­Fetal hypoxia results in sex- and cell type-specific alterations in postnatal transcription in rat oligodendrocyte precursor cells, microglia, neurons, and oligodendrocytes

Background: Fetal hypoxia causes vital, systemic, developmental malformations in the fetus, particularly in the brain, and increases the risk of diseases in later life. We previously demonstrated that fetal hypoxia exposure increases the susceptibility of the neonatal brain to hypoxic-ischemic insult. Herein, we investigate the effect of fetal hypoxia on programming of cell-specific transcriptomes in the brain of neonatal rats.

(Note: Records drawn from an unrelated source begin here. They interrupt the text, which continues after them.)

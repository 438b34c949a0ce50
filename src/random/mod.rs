//! Seed expansion and uniform sampling.
//!
//! A seed is expanded into a [`KeyStream`] (HKDF over SHA3-256) and every random decision the
//! generator makes is drawn from that stream through [`sampler`], in a fixed order.

pub(crate) mod sampler;
pub(crate) mod stream;
use crate::foundation::error::{AdorableError, AdorableResult};

/// One premultiplied RGBA8 pixel.
pub type PremulRgba8 = [u8; 4];

/// One straight (non-premultiplied) RGBA8 pixel.
pub type StraightRgba8 = [u8; 4];

const M: u32 = 0xffff;

/// Source-over of a straight `src` onto a premultiplied `dst`.
///
/// The source is widened to 16 bits and premultiplied there, the destination is scaled by
/// `1 - src.a`, and each channel is truncated back to 8 bits. Fully transparent sources leave
/// `dst` untouched and fully opaque ones replace it.
pub fn over(dst: PremulRgba8, src: StraightRgba8) -> PremulRgba8 {
    let sa = u32::from(src[3]) * 0x101;
    let inv = (M - sa) * 0x101;

    let mut out = [0u8; 4];
    for i in 0..3 {
        let sc = u32::from(src[i]) * sa / 0xff;
        out[i] = ((u32::from(dst[i]) * inv / M + sc) >> 8) as u8;
    }
    out[3] = ((u32::from(dst[3]) * inv / M + sa) >> 8) as u8;
    out
}

/// Blend straight `src` over premultiplied `dst` pixel by pixel.
pub fn over_in_place(dst: &mut [u8], src: &[u8]) -> AdorableResult<()> {
    if dst.len() != src.len() || !dst.len().is_multiple_of(4) {
        return Err(AdorableError::asset(
            "over_in_place expects equal-length rgba8 buffers",
        ));
    }
    for (d, s) in dst.chunks_exact_mut(4).zip(src.chunks_exact(4)) {
        let out = over([d[0], d[1], d[2], d[3]], [s[0], s[1], s[2], s[3]]);
        d.copy_from_slice(&out);
    }
    Ok(())
}

/// Overwrite every pixel of `dst` with `px`.
pub fn fill_in_place(dst: &mut [u8], px: PremulRgba8) {
    for d in dst.chunks_exact_mut(4) {
        d.copy_from_slice(&px);
    }
}

#[cfg(test)]
#[path = "../../tests/unit/render/composite.rs"]
mod tests;
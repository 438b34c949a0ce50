use super::*;
use crate::random::stream::KeyStream;

struct Sparse;

impl FeatureStore for Sparse {
    fn feature(&self, category: FeatureCategory, index: u32) -> AdorableResult<FeatureBitmap> {
        if category == FeatureCategory::Mouth && index == 7 {
            return Err(AdorableError::asset("gone"));
        }
        BundledFeatures.feature(category, index)
    }
}

struct Mismatched;

impl FeatureStore for Mismatched {
    fn feature(&self, category: FeatureCategory, _index: u32) -> AdorableResult<FeatureBitmap> {
        let side = if category == FeatureCategory::Nose { 3 } else { 2 };
        Ok(FeatureBitmap {
            width: side,
            height: side,
            rgba8: Arc::new(vec![0; (side * side * 4) as usize]),
        })
    }
}

#[test]
fn bundled_variants_decode_with_uniform_size() {
    let prepared = PreparedFeatures::bundled().unwrap();
    assert_eq!(prepared.dimensions(), (200, 200));
    for c in FeatureCategory::ALL {
        for i in 0..c.variants() {
            let bmp = prepared.feature(c, i).unwrap();
            assert_eq!(bmp.dimensions(), (200, 200));
            assert_eq!(bmp.rgba8.len(), 200 * 200 * 4);
        }
    }
}

#[test]
fn bundled_features_have_transparent_corners_and_opaque_strokes() {
    let bmp = BundledFeatures.feature(FeatureCategory::Eyes, 0).unwrap();
    assert_eq!(&bmp.rgba8[..4], &[0, 0, 0, 0]);
    assert!(bmp.rgba8.chunks_exact(4).any(|px| px[3] == 255));
}

#[test]
fn out_of_range_index_is_asset_error() {
    assert!(matches!(
        BundledFeatures.feature(FeatureCategory::Eyes, 9),
        Err(AdorableError::Asset(_))
    ));
    let prepared = PreparedFeatures::bundled().unwrap();
    assert!(matches!(
        prepared.feature(FeatureCategory::Nose, 8),
        Err(AdorableError::Asset(_))
    ));
}

#[test]
fn prepare_propagates_missing_variant() {
    let err = PreparedFeatures::prepare(&Sparse).unwrap_err();
    assert!(err.to_string().contains("gone"));
}

#[test]
fn prepare_rejects_mixed_dimensions() {
    let err = PreparedFeatures::prepare(&Mismatched).unwrap_err();
    assert!(matches!(err, AdorableError::Asset(_)));
    assert!(err.to_string().contains("nose0.png"));
}

#[test]
fn pick_feature_matches_store_lookup() {
    let mut s = KeyStream::expand(b"seed");
    let mut skip = [0u8; 24];
    s.fill(&mut skip).unwrap();

    let (index, bmp) = pick_feature(&mut s, FeatureCategory::Eyes, &BundledFeatures).unwrap();
    assert_eq!(index, 1);
    assert_eq!(bmp, BundledFeatures.feature(FeatureCategory::Eyes, 1).unwrap());
}
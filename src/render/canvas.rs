use crate::{
    assets::store::FeatureBitmap,
    foundation::core::Rgba8,
    foundation::error::{AdorableError, AdorableResult},
    render::composite::{fill_in_place, over_in_place},
};

/// Composited avatar pixels.
#[derive(Clone, Debug, PartialEq, Eq)]
pub struct Canvas {
    /// Width in pixels.
    pub width: u32,
    /// Height in pixels.
    pub height: u32,
    /// Premultiplied RGBA8 bytes, tightly packed, row-major.
    pub data: Vec<u8>,
}

impl Canvas {
    /// A transparent canvas.
    pub fn new(width: u32, height: u32) -> Self {
        Self {
            width,
            height,
            data: vec![0u8; width as usize * height as usize * 4],
        }
    }

    /// Premultiplied pixel at `(x, y)`, if in bounds.
    pub fn pixel(&self, x: u32, y: u32) -> Option<[u8; 4]> {
        if x >= self.width || y >= self.height {
            return None;
        }
        let i = (y as usize * self.width as usize + x as usize) * 4;
        Some([
            self.data[i],
            self.data[i + 1],
            self.data[i + 2],
            self.data[i + 3],
        ])
    }

    /// Overwrite the whole canvas with `color` at full opacity; its alpha is ignored.
    pub fn fill(&mut self, color: Rgba8) {
        let opaque = Rgba8 { a: 255, ..color };
        fill_in_place(&mut self.data, opaque.premultiplied().to_array());
    }

    /// Source-over the straight-alpha `layer` onto the canvas. The layer must match the canvas
    /// size.
    pub fn draw(&mut self, layer: &FeatureBitmap) -> AdorableResult<()> {
        if layer.dimensions() != (self.width, self.height) {
            return Err(AdorableError::asset(format!(
                "layer is {}x{}, canvas is {}x{}",
                layer.width, layer.height, self.width, self.height
            )));
        }
        over_in_place(&mut self.data, &layer.rgba8)
    }
}

/// Fill with `color`, then draw `layers` bottom to top.
///
/// The canvas takes the size of the first layer; an empty layer list is an error.
pub fn compose_layers(color: Rgba8, layers: &[&FeatureBitmap]) -> AdorableResult<Canvas> {
    let base = layers
        .first()
        .ok_or_else(|| AdorableError::asset("no feature layers to compose"))?;

    let mut canvas = Canvas::new(base.width, base.height);
    canvas.fill(color);
    for layer in layers {
        canvas.draw(layer)?;
    }
    Ok(canvas)
}

/// Build the avatar canvas: background, eyes, nose, mouth.
pub fn compose(
    color: Rgba8,
    eyes: &FeatureBitmap,
    nose: &FeatureBitmap,
    mouth: &FeatureBitmap,
) -> AdorableResult<Canvas> {
    compose_layers(color, &[eyes, nose, mouth])
}

#[cfg(test)]
#[path = "../../tests/unit/render/canvas.rs"]
mod tests;
use super::*;
use crate::assets::store::{FeatureBitmap, PreparedFeatures};
use crate::color::pick::{ColorBounds, UnitRange};

fn spec(color: Rgba8, eyes: u32, nose: u32, mouth: u32) -> AvatarSpec {
    AvatarSpec {
        color,
        eyes,
        nose,
        mouth,
    }
}

#[test]
fn known_seeds_derive_known_avatars() {
    let g = Generator::default();
    let cases: [(&[u8], AvatarSpec); 6] = [
        (b"seed", spec(Rgba8::opaque(0, 189, 73), 1, 4, 1)),
        (b"", spec(Rgba8::opaque(255, 139, 195), 3, 1, 2)),
        (b"seed1", spec(Rgba8::opaque(251, 118, 110), 7, 4, 4)),
        (b"seed2", spec(Rgba8::opaque(255, 91, 153), 0, 7, 0)),
        (&[0], spec(Rgba8::opaque(156, 184, 21), 1, 5, 1)),
        (&[7], spec(Rgba8::opaque(255, 176, 71), 1, 4, 0)),
    ];
    for (seed, expected) in cases {
        assert_eq!(g.derive(seed).unwrap(), expected, "seed {seed:?}");
    }
}

#[test]
fn fixed_color_keeps_feature_choices() {
    let g = Generator::default();
    let fixed = Rgba8::opaque(64, 128, 192);
    for i in 0u8..32 {
        let auto = g.derive(&[i]).unwrap();
        let manual = g.derive_with_color(&[i], fixed).unwrap();
        assert_eq!(manual.color, fixed);
        assert_eq!(
            (auto.eyes, auto.nose, auto.mouth),
            (manual.eyes, manual.nose, manual.mouth)
        );
    }
}

#[test]
fn color_bounds_change_color_but_not_features() {
    let cfg = GeneratorConfig {
        colors: ColorBounds {
            saturation: UnitRange::new(0.0, 0.0).unwrap(),
            value: UnitRange::new(0.2, 0.3).unwrap(),
        },
    };
    let muted = Generator::new(cfg).unwrap().derive(b"seed").unwrap();
    let vivid = Generator::default().derive(b"seed").unwrap();
    assert_ne!(muted.color, vivid.color);
    assert_eq!(
        (muted.eyes, muted.nose, muted.mouth),
        (vivid.eyes, vivid.nose, vivid.mouth)
    );
}

#[test]
fn invalid_config_is_rejected() {
    let cfg = GeneratorConfig {
        colors: ColorBounds {
            saturation: UnitRange { min: 1.0, max: 0.0 },
            value: UnitRange { min: 0.5, max: 0.9 },
        },
    };
    assert!(matches!(
        Generator::new(cfg),
        Err(AdorableError::Validation(_))
    ));
}

#[test]
fn render_rejects_out_of_range_variants() {
    let g = Generator::default();
    let err = g
        .render(&spec(Rgba8::opaque(0, 0, 0), 0, 8, 0))
        .unwrap_err();
    assert!(matches!(err, AdorableError::Validation(_)));
    assert!(err.to_string().contains("nose"));
}

#[test]
fn render_uses_bitmap_size_and_is_opaque() {
    let g = Generator::default();
    let canvas = g.render(&g.derive(b"seed").unwrap()).unwrap();
    assert_eq!((canvas.width, canvas.height), (200, 200));
    assert!(canvas.data.chunks_exact(4).all(|px| px[3] == 255));
    assert_eq!(canvas.pixel(0, 0), Some([0, 189, 73, 255]));
}

#[test]
fn prepared_store_renders_identically() {
    let prepared = Arc::new(PreparedFeatures::bundled().unwrap());
    let a = Generator::with_store(GeneratorConfig::default(), prepared).unwrap();
    let b = Generator::default();
    assert_eq!(a.from_seed(b"seed").unwrap(), b.from_seed(b"seed").unwrap());
}

struct Recording(std::sync::Mutex<Vec<(FeatureCategory, u32)>>);

impl FeatureStore for Recording {
    fn feature(&self, category: FeatureCategory, index: u32) -> AdorableResult<FeatureBitmap> {
        self.0.lock().unwrap().push((category, index));
        BundledFeatures.feature(category, index)
    }
}

#[test]
fn png_path_resolves_features_in_draw_order() {
    let store = Arc::new(Recording(std::sync::Mutex::new(Vec::new())));
    let g = Generator::with_store(GeneratorConfig::default(), store.clone()).unwrap();
    g.from_seed(b"seed").unwrap();
    assert_eq!(
        *store.0.lock().unwrap(),
        [
            (FeatureCategory::Eyes, 1),
            (FeatureCategory::Nose, 4),
            (FeatureCategory::Mouth, 1)
        ]
    );
}

#[test]
fn png_path_matches_derive_then_render() {
    let g = Generator::default();
    let fixed = Rgba8::opaque(64, 128, 192);
    let seeds: [&[u8]; 4] = [b"seed", b"", b"seed1", &[7]];
    for seed in seeds {
        let spec = g.derive(seed).unwrap();
        assert_eq!(
            g.from_seed(seed).unwrap(),
            encode_png(&g.render(&spec).unwrap()).unwrap()
        );

        let spec = g.derive_with_color(seed, fixed).unwrap();
        assert_eq!(
            g.from_seed_with_color(seed, fixed).unwrap(),
            encode_png(&g.render(&spec).unwrap()).unwrap()
        );
    }
}

struct Broken;

impl FeatureStore for Broken {
    fn feature(&self, category: FeatureCategory, index: u32) -> AdorableResult<FeatureBitmap> {
        Err(AdorableError::asset(format!(
            "corrupt {}",
            category.asset_name(index)
        )))
    }
}

#[test]
fn asset_failures_surface_as_errors() {
    let g = Generator::with_store(GeneratorConfig::default(), Arc::new(Broken)).unwrap();
    let err = g.from_seed(b"seed").unwrap_err();
    assert!(matches!(err, AdorableError::Asset(_)));
    assert!(err.to_string().contains("eyes1.png"));
}

#[test]
fn random_seeds_are_fresh() {
    let a = random_seed().unwrap();
    let b = random_seed().unwrap();
    assert_ne!(a, b);
}
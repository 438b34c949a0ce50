pub(crate) mod hcl;
pub(crate) mod pick;
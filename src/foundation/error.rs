/// Convenience result type used across adorable.
pub type AdorableResult<T> = Result<T, AdorableError>;

/// Top-level error taxonomy used by the avatar pipeline.
///
/// Every variant except [`AdorableError::Validation`] indicates either an unusable host
/// (no entropy) or a broken build (bad bundled assets); callers are not expected to recover.
#[derive(thiserror::Error, Debug)]
pub enum AdorableError {
    /// Invalid caller-provided input.
    #[error("validation error: {0}")]
    Validation(String),

    /// The operating system random source could not produce a seed.
    #[error("entropy error: {0}")]
    Entropy(String),

    /// A bundled feature bitmap is missing, corrupt or has the wrong shape.
    #[error("asset error: {0}")]
    Asset(String),

    /// The derived byte stream ran past the key-derivation output limit.
    #[error("stream exhausted: requested {requested} bytes with {remaining} remaining")]
    StreamExhausted {
        /// Number of bytes the caller asked for.
        requested: usize,
        /// Number of bytes still available in the stream.
        remaining: usize,
    },

    /// The final canvas could not be serialized.
    #[error("encode error: {0}")]
    Encode(String),

    /// Wrapped lower-level error from dependencies or IO.
    #[error(transparent)]
    Other(#[from] anyhow::Error),
}

impl AdorableError {
    /// Build a [`AdorableError::Validation`] value.
    pub fn validation(msg: impl Into<String>) -> Self {
        Self::Validation(msg.into())
    }

    /// Build a [`AdorableError::Entropy`] value.
    pub fn entropy(msg: impl Into<String>) -> Self {
        Self::Entropy(msg.into())
    }

    /// Build a [`AdorableError::Asset`] value.
    pub fn asset(msg: impl Into<String>) -> Self {
        Self::Asset(msg.into())
    }

    /// Build a [`AdorableError::Encode`] value.
    pub fn encode(msg: impl Into<String>) -> Self {
        Self::Encode(msg.into())
    }
}

#[cfg(test)]
#[path = "../../tests/unit/foundation/error.rs"]
mod tests;
use crate::foundation::error::{AdorableError, AdorableResult};
use crate::random::stream::ByteSource;

/// Draw an integer uniformly from `[0, bound)`.
///
/// Reads just enough big-endian bytes to cover `bound - 1`, masks the excess high bits and
/// rejects values `>= bound`, so every outcome is equally likely. A `bound` of 1 consumes
/// nothing.
pub fn next_below<S: ByteSource + ?Sized>(src: &mut S, bound: u64) -> AdorableResult<u64> {
    if bound == 0 {
        return Err(AdorableError::validation("next_below bound must be > 0"));
    }

    let max = bound - 1;
    let bits = u64::BITS - max.leading_zeros();
    if bits == 0 {
        return Ok(0);
    }

    let len = bits.div_ceil(8) as usize;
    let top_bits = match bits % 8 {
        0 => 8,
        b => b,
    };
    let mask = (0xffu16 >> (8 - top_bits)) as u8;

    let start = 8 - len;
    let mut buf = [0u8; 8];
    loop {
        src.fill(&mut buf[start..])?;
        buf[start] &= mask;
        let v = u64::from_be_bytes(buf);
        if v < bound {
            return Ok(v);
        }
    }
}

/// Draw a float from `[0, 1]` by scaling a uniform integer below `u64::MAX`.
///
/// The integer-to-float conversion rounds, so values within 2^-54 of 1 come back as exactly
/// 1.0.
pub fn next_f64<S: ByteSource + ?Sized>(src: &mut S) -> AdorableResult<f64> {
    let n = next_below(src, u64::MAX)?;
    Ok(n as f64 / u64::MAX as f64)
}

#[cfg(test)]
#[path = "../../tests/unit/random/sampler.rs"]
mod tests;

Overall design: Pregnant Sprague-Dawley (SD) rats (Charles River Laboratories, Portage, MI, USA) were randomly divided into two groups: (i) the normoxic control and (ii) hypoxic exposure (10.5% O2) from Day 15 to Day 21 of gestation, as we previously described [11, 34-37]. The pups were sacrificed at postnatal day 7, and the brains were collected for cell sorting. Five types of brain cells (microglia, neurons, astrocytes, oligodendrocytes, A2B5+ glia precursor cells) were sorted from P7 pups using magnetic-activated cell sorting (MACS) technology. Total RNA was isolated from each cell type using the Qiagen miRNeasy kit (Cat # 217004) following manufacturer's protocol.